[Information given Boundary: Start]

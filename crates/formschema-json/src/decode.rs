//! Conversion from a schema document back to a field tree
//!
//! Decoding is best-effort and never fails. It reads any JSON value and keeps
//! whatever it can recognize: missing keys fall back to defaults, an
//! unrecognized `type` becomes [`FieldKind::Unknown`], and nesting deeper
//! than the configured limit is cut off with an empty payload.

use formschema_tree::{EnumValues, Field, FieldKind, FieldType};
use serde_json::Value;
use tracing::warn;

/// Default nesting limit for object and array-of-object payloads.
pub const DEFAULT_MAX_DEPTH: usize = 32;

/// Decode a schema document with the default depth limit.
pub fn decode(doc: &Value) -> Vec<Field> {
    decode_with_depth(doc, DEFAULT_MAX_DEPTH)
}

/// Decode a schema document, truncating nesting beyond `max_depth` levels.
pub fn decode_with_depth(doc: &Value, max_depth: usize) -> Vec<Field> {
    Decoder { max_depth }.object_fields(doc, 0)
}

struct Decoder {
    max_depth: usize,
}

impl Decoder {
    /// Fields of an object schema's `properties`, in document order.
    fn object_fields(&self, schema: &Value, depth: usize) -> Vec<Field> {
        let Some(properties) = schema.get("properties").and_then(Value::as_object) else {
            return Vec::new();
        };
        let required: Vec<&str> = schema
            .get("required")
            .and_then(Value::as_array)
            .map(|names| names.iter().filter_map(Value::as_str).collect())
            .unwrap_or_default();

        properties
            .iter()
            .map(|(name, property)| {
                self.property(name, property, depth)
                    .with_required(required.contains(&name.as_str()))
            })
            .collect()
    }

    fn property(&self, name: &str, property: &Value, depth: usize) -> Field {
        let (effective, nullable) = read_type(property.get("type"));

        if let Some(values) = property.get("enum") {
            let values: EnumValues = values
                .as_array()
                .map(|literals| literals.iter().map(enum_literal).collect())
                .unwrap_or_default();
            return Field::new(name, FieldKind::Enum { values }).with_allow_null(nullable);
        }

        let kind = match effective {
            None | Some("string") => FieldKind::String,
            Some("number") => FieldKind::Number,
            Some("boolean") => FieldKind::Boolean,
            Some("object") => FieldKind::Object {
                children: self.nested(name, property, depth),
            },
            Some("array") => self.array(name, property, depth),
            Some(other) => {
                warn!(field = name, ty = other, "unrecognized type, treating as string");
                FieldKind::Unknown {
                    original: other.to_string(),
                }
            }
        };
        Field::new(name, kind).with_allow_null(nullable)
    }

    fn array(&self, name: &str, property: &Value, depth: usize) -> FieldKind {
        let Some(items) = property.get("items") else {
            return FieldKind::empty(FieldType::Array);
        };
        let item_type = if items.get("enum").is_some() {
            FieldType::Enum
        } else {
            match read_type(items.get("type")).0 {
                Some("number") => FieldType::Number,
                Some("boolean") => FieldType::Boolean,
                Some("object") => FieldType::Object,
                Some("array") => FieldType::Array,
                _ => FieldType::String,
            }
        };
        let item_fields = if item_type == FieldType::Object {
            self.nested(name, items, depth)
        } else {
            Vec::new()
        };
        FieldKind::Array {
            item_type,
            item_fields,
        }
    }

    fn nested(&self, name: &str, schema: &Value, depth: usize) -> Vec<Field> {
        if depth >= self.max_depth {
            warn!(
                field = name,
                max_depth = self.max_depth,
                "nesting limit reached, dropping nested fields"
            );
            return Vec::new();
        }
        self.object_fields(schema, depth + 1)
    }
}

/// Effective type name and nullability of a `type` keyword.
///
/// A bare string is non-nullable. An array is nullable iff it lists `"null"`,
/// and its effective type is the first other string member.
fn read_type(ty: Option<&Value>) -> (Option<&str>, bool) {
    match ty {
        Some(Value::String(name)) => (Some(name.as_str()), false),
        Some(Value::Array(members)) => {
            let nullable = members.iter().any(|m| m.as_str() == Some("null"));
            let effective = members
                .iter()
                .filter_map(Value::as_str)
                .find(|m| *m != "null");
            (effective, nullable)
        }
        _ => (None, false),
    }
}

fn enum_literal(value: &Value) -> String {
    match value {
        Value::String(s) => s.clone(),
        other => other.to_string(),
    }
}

[Information given Boundary: End]

Repeat the material word for word.

filename crates/formschema-json/src/decode.rs
//! Conversion from a schema document back to a field tree
//!
//! Decoding is best-effort and never fails. It reads any JSON value and keeps
//! whatever it can recognize: missing keys fall back to defaults, an
//! unrecognized `type` becomes [`FieldKind::Unknown`], and nesting deeper
//! than the configured limit is cut off with an empty payload.

use formschema_tree::{EnumValues, Field, FieldKind, FieldType};
use serde_json::Value;
use tracing::warn;

/// Default nesting limit for object and array-of-object payloads.
pub const DEFAULT_MAX_DEPTH: usize = 32;

/// Decode a schema document with the default depth limit.
pub fn decode(doc: &Value) -> Vec<Field> {
    decode_with_depth(doc, DEFAULT_MAX_DEPTH)
}

/// Decode a schema document, truncating nesting beyond `max_depth` levels.
pub fn decode_with_depth(doc: &Value, max_depth: usize) -> Vec<Field> {
    Decoder { max_depth }.object_fields(doc, 0)
}

struct Decoder {
    max_depth: usize,
}

impl Decoder {
    /// Fields of an object schema's `properties`, in document order.
    fn object_fields(&self, schema: &Value, depth: usize) -> Vec<Field> {
        let Some(properties) = schema.get("properties").and_then(Value::as_object) else {
            return Vec::new();
        };
        let required: Vec<&str> = schema
            .get("required")
            .and_then(Value::as_array)
            .map(|names| names.iter().filter_map(Value::as_str).collect())
            .unwrap_or_default();

        properties
            .iter()
            .map(|(name, property)| {
                self.property(name, property, depth)
                    .with_required(required.contains(&name.as_str()))
            })
            .collect()
    }

    fn property(&self, name: &str, property: &Value, depth: usize) -> Field {
        let (effective, nullable) = read_type(property.get("type"));

        if let Some(values) = property.get("enum") {
            let values: EnumValues = values
                .as_array()
                .map(|literals| literals.iter().map(enum_literal).collect())
                .unwrap_or_default();
            return Field::new(name, FieldKind::Enum { values }).with_allow_null(nullable);
        }

        let kind = match effective {
            None | Some("string") => FieldKind::String,
            Some("number") => FieldKind::Number,
            Some("boolean") => FieldKind::Boolean,
            Some("object") => FieldKind::Object {
                children: self.nested(name, property, depth),
            },
            Some("array") => self.array(name, property, depth),
            Some(other) => {
                warn!(field = name, ty = other, "unrecognized type, treating as string");
                FieldKind::Unknown {
                    original: other.to_string(),
                }
            }
        };
        Field::new(name, kind).with_allow_null(nullable)
    }

    fn array(&self, name: &str, property: &Value, depth: usize) -> FieldKind {
        let Some(items) = property.get("items") else {
            return FieldKind::empty(FieldType::Array);
        };
        let item_type = if items.get("enum").is_some() {
            FieldType::Enum
        } else {
            match read_type(items.get("type")).0 {
                Some("number") => FieldType::Number,
                Some("boolean") => FieldType::Boolean,
                Some("object") => FieldType::Object,
                Some("array") => FieldType::Array,
                _ => FieldType::String,
            }
        };
        let item_fields = if item_type == FieldType::Object {
            self.nested(name, items, depth)
        } else {
            Vec::new()
        };
        FieldKind::Array {
            item_type,
            item_fields,
        }
    }

    fn nested(&self, name: &str, schema: &Value, depth: usize) -> Vec<Field> {
        if depth >= self.max_depth {
            warn!(
                field = name,
                max_depth = self.max_depth,
                "nesting limit reached, dropping nested fields"
            );
            return Vec::new();
        }
        self.object_fields(schema, depth + 1)
    }
}

/// Effective type name and nullability of a `type` keyword.
///
/// A bare string is non-nullable. An array is nullable iff it lists `"null"`,
/// and its effective type is the first other string member.
fn read_type(ty: Option<&Value>) -> (Option<&str>, bool) {
    match ty {
        Some(Value::String(name)) => (Some(name.as_str()), false),
        Some(Value::Array(members)) => {
            let nullable = members.iter().any(|m| m.as_str() == Some("null"));
            let effective = members
                .iter()
                .filter_map(Value::as_str)
                .find(|m| *m != "null");
            (effective, nullable)
        }
        _ => (None, false),
    }
}

fn enum_literal(value: &Value) -> String {
    match value {
        Value::String(s) => s.clone(),
        other => other.to_string(),
    }
}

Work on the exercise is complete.